Per lunghissimo tempo, sia i cultori di scienze naturali e biologiche, sia l’uomo della strada, hanno ritenuto che nell’individuo umano la sessualità si manifestasse alla pubertà. Ma per Freud, che andava seguendo a ritroso, nei suoi pazienti, l’evoluzione degli istinti sessuali, e che ne andava ritrovando i presupposti e le radici sin nella prima infanzia, la questione si presentava diversamente. Gli istinti sessuali gli apparvero esistere e manifestarsi anche nel bambino, anche nel neonato. Essi seguono nell’infanzia certe linee evolutive, presentano alcune «tappe» principali nel loro sviluppo, e, in genere, hanno caratteristiche assai diverse dalla sessualità adulta. E’ questa, propriamente parlando, che non si stabilisce se non alla pubertà, dopo un periodo nel quale gli stinti sessuali sono più o meno in stato di quiescenza. Che la sessualità infantile sia diversa dalla sessualità adulta non sembrerà più strano di quel che sia il riconoscere come appartenente all’ordine dei lepidotteri sia la farfalla nel suo pieno sviluppo, sia il bruco che in essa si è trasformato. Solo una persona completamente profana potrebbe, vedendo l’uno accanto all’altra un bruco e una farfalla della stessa specie, credere che si tratti di animali di gruppo, famiglia, ordine o specie differenti.
Per necessità di trattazione, riassumerò molto brevemente quanto ebbe già occasione di esporre il dott. Modigliani, quando parlò in questa sede delle fasi critiche dello sviluppo psichico: richiamerò, cioè, quello che la psicoanalisi ci ha appreso circa la evoluzione degli istinti sessuali nella prima infanzia.
Nel bambino piccolo troviamo, anzitutto, che la sessualità non ha in principio alcun organo o zona particolare, ed è diffusa per tutto il corpo: si tratta, cioè, di una « erogeneità epidermica diffusa ». Ben presto, tuttavia, si accentua l’importanza di questa o quella « zona erogena »: zona, cioè, particolarmente atta a destare sensazioni di ordine sessuale nel bambino.
La prima, in ordine di tempo, di queste zone ad assumere un primato è quella della bocca. Il bambino, come è noto, scopre ben presto una fonte di piacere nel succhiare instancabilmente il proprio dito, o un qualsiasi altro oggetto che possa trovare o che gli venga porto dagli adulti.
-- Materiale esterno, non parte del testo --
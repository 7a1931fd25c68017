use serde::{Deserialize, Serialize};

/// Batch of SNS notifications handed to one invocation.
#[derive(Debug, Clone, Default, PartialEq, Eq, Serialize, Deserialize)]
pub struct SnsEvent {
    #[serde(rename = "Records", default)]
    pub records: Vec<SnsEventRecord>,
}

/// A single SNS record inside an [`SnsEvent`].
#[derive(Debug, Clone, Default, PartialEq, Eq, Serialize, Deserialize)]
pub struct SnsEventRecord {
    #[serde(rename = "Sns", default)]
    pub sns: SnsMessage,
}

/// The SNS envelope. Only `Message` is relayed; the ids are logged.
#[derive(Debug, Clone, Default, PartialEq, Eq, Serialize, Deserialize)]
#[serde(rename_all = "PascalCase", default)]
pub struct SnsMessage {
    pub message_id: Option<String>,
    pub topic_arn: Option<String>,
    pub message: Option<String>,
}

impl SnsEvent {
    /// Build an event from raw message strings, in order.
    pub fn from_messages<I, S>(messages: I) -> Self
    where
        I: IntoIterator<Item = S>,
        S: Into<String>,
    {
        Self {
            records: messages
                .into_iter()
                .map(|m| SnsEventRecord {
                    sns: SnsMessage {
                        message: Some(m.into()),
                        ..Default::default()
                    },
                })
                .collect(),
        }
    }
}

/// Fields extracted from a CloudWatch alarm state-change notification.
///
/// Every field is optional on the wire. A key that is absent, `null` or not a
/// string falls back to its default instead of failing.
#[derive(Debug, Clone, PartialEq, Eq)]
pub struct AlarmDescriptor {
    pub alarm_name: String,
    pub state: String,
    pub old_state: Option<String>,
    pub reason: String,
    /// `None` when the key is unusable; an empty string stays empty.
    pub description: Option<String>,
    pub region: Option<String>,
}

impl Default for AlarmDescriptor {
    fn default() -> Self {
        Self {
            alarm_name: "Unknown Alarm".to_string(),
            state: "Unknown".to_string(),
            old_state: None,
            reason: String::new(),
            description: None,
            region: None,
        }
    }
}

impl AlarmDescriptor {
    /// Extract the alarm fields from a parsed notification object.
    pub fn from_object(object: &serde_json::Map<String, serde_json::Value>) -> Self {
        let text = |key: &str| object.get(key).and_then(|v| v.as_str()).map(str::to_string);
        let defaults = Self::default();

        Self {
            alarm_name: text("AlarmName").unwrap_or(defaults.alarm_name),
            state: text("NewStateValue").unwrap_or(defaults.state),
            old_state: text("OldStateValue"),
            reason: text("NewStateReason").unwrap_or(defaults.reason),
            description: text("AlarmDescription"),
            region: text("Region"),
        }
    }

    pub fn alarm_state(&self) -> AlarmState {
        AlarmState::from(self.state.as_str())
    }
}

/// CloudWatch alarm states. The set is open; unknown values map to `Other`.
#[derive(Debug, Clone, Copy, PartialEq, Eq)]
pub enum AlarmState {
    Alarm,
    Ok,
    InsufficientData,
    Other,
}

impl From<&str> for AlarmState {
    fn from(value: &str) -> Self {
        match value {
            "ALARM" => AlarmState::Alarm,
            "OK" => AlarmState::Ok,
            "INSUFFICIENT_DATA" => AlarmState::InsufficientData,
            _ => AlarmState::Other,
        }
    }
}
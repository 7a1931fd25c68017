//! Discord webhook delivery.
//!
//! One POST per message, no retries. Any status >= 300 is a failure; the
//! rejecting response is logged as a structured `ERROR` record before the
//! error is returned.

use std::time::Duration;

use reqwest::header::{CONTENT_TYPE, HeaderValue};
use reqwest::redirect::Policy;

use alarm_relay_common::config::RelayConfig;
use alarm_relay_common::error::RelayError;

use crate::payload::{DiscordMessage, truncate_chars};

/// How much of a rejecting response body goes into the diagnostic record.
pub const RESPONSE_EXCERPT_LIMIT: usize = 512;

/// Most bytes read from a rejecting response body.
pub const RESPONSE_BODY_LIMIT: usize = 8 * 1024;

/// HTTP client for Discord incoming webhooks.
#[derive(Debug, Clone)]
pub struct DiscordClient {
    client: reqwest::Client,
}

impl DiscordClient {
    /// Build a client with a total request timeout and the given User-Agent.
    ///
    /// Redirects are not followed, so a 3xx answer surfaces as a rejection.
    pub fn new(timeout: Duration, user_agent: &str) -> Result<Self, RelayError> {
        let client = reqwest::Client::builder()
            .timeout(timeout)
            .user_agent(user_agent)
            .redirect(Policy::none())
            .build()?;

        Ok(Self { client })
    }

    pub fn from_config(config: &RelayConfig) -> Result<Self, RelayError> {
        Self::new(config.http_timeout, &config.user_agent)
    }

    /// POST `message` to `endpoint`.
    pub async fn deliver(&self, endpoint: &str, message: &DiscordMessage) -> Result<(), RelayError> {
        let body = serde_json::to_vec(message)?;

        let response = self
            .client
            .post(endpoint)
            .header(CONTENT_TYPE, HeaderValue::from_static("application/json"))
            .body(body)
            .send()
            .await?;

        let status = response.status().as_u16();
        if status < 300 {
            tracing::debug!(status, "Discord webhook accepted message");
            return Ok(());
        }

        let body = read_body_bounded(response, RESPONSE_BODY_LIMIT).await;

        tracing::error!(
            status,
            response = %truncate_chars(&body, RESPONSE_EXCERPT_LIMIT),
            "Discord webhook rejected request"
        );

        Err(RelayError::Delivery { status, body })
    }
}

/// Read at most `limit` bytes of the body, decoding lossily.
async fn read_body_bounded(mut response: reqwest::Response, limit: usize) -> String {
    let mut buf: Vec<u8> = Vec::new();
    while buf.len() < limit {
        match response.chunk().await {
            Ok(Some(chunk)) => buf.extend_from_slice(&chunk),
            Ok(None) => break,
            Err(e) => {
                tracing::warn!(error = %e, "Failed to read Discord error response body");
                break;
            }
        }
    }
    buf.truncate(limit);
    String::from_utf8_lossy(&buf).into_owned()
}
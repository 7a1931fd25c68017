use thiserror::Error;

/// Boxed underlying cause kept for diagnostics.
pub type BoxError = Box<dyn std::error::Error + Send + Sync + 'static>;

/// Common error types used across the relay.
#[derive(Debug, Error)]
pub enum RelayError {
    /// Neither a static webhook URL nor a secret identifier is configured.
    #[error("Configuration error: {0}")]
    Configuration(String),

    /// The secret could not be fetched, or its value is unusable.
    #[error("Secret access error: {message}")]
    SecretAccess {
        message: String,
        #[source]
        source: Option<BoxError>,
    },

    /// The webhook answered with a status >= 300. `body` is capped at
    /// `RESPONSE_BODY_LIMIT` bytes by the delivery client.
    #[error("Discord webhook failed with status {status}: {body}")]
    Delivery { status: u16, body: String },

    /// The webhook could not be reached at all.
    #[error("Discord webhook transport error: {0}")]
    Transport(#[from] reqwest::Error),

    #[error("Serialization error: {0}")]
    Serialization(#[from] serde_json::Error),
}

impl RelayError {
    /// Shorthand for a `SecretAccess` error without an underlying cause.
    pub fn secret_access(message: impl Into<String>) -> Self {
        RelayError::SecretAccess {
            message: message.into(),
            source: None,
        }
    }
}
Questa fase, nello sviluppo degli istinti sessuali, viene chiamata la «fase orale », e si evolve ben presto in una fase successiva; nella quale si accentuano le tendenze a mangiare, maciullare, introdurre dentro di sé oggetti, e che coincide con la prima dentizione infantile.
Tali fasi, e quelle che seguono, son state chiamate in psicoanalisi « fasi infantili della libido ». « Libido » è il termine primamente adottato da Freud indicare l’attività, l’« espressione dinamica » degli istinti sessuali. Esso è rimasto e si adopera tuttora in psicoanalisi. Diciamo pure che esso è scelto piuttosto male, in quanto, per noi Latini, richiama alla mente la parola « libidine », che vuol dire tutt’altra cosa (in tedesco il nostro « libidine » è reso con la parola « Wollust » e non con un vocabolo derivato dalla parola latina: quindi per una persona di lingua tedesca l’impressione è assai diversa). Comunque, ormai il termine freudiano è entrato nell’uso. Notiamo ancora che la « libido », come meglio vedremo più oltre, è, suscettibile di sublimazione, e applicabile quindi ad attività umane elevatissime e ben lontane dalla sessualità originaria, nonchè dalla « libidine »! La libido desessualizzata e sublimizzata è per buona parte la forza propulsiva della creazione letteraria, artistica, scientifica. Basta ciò, crediamo, per precisarne il concetto e per evitare perniciose confusioni.
L’espressione e fasi infantili » (o « pregenitali », per usare il termine di Abraham « della libido » andrà poi ulteriormente riveduta e corretta quando avremo visto che anche gli altri istinti non sessuali percorrono determinate vie evolutive nell’infanzia, parallelamente a quelli sessuali.
Le fasi successive a quella orale infantile sono caratterizzate, volta a volta, dal primato di altre zone erogene: quella anale, quella uretrale. Una fase ulteriore, prima dell’instaurarsi di un periodo di quiescenza o « latenza » degli istinti, è infine quella in cui l’interesse e l’erogeneità riguardano soprattutto la zona genitale. Siccome però nel bambino o nella bambina molto piccoli l’interesse non è rivolto ai genitali come tali, ma o al membro (nel bambino) o al suo equivalente femminile, la clitoride (nella bambina), questa fase viene più propriamente chiamata, anzichè « fase genitale », (termine, questo, che si applica propriamente alla maturità pubere), « fase fallica ».
Ho riassunto in poche parole constatazioni e classifiche le quali hanno formato oggetto di ricerche innumerevoli, di anni di studio e di pubblicazioni voluminose. Ma mi premeva soprattutto fissare i punti essenziali di questa trattazione, che ha solo carattere introduttivo, e sottolineare ancora una volta sia la vastità e l’importanza degli istinti sessuali, sia il fatto che essi si manifestano nell’uomo in forme precise, determinate, e ormai abbastanza ben note – sin dalla prima infanzia.
La sessualità infantile è, all’inizio, prevalentemente e autoerotica ». Il bambino, cioè, non cerca se non di procurarsi e ottenere per se stesso sensazioni di carattere sessuale, e non si preoccupa affatto, sessualmente parlando, del mondo che lo attornia. In un secondo momento sorge più chiaro nel bambino l’« amore per l’oggetto», o interesse sessuale e alloerotico ». E’ da notare che a seconda della fase di sviluppo attraversata, il bambino dà alla propria istintività una «esecuzione » diversa e tipica della zona erogena che assume temporaneamente il primato. Così, nella fase orale la sessualità infantile si manifesterà soprattutto nel « succhiare » l’oggetto (la madre); nella fase anale vi sarà la tendenza a concedergli – o a negargli – i prodotti del proprio corpo, e via, discorrendo.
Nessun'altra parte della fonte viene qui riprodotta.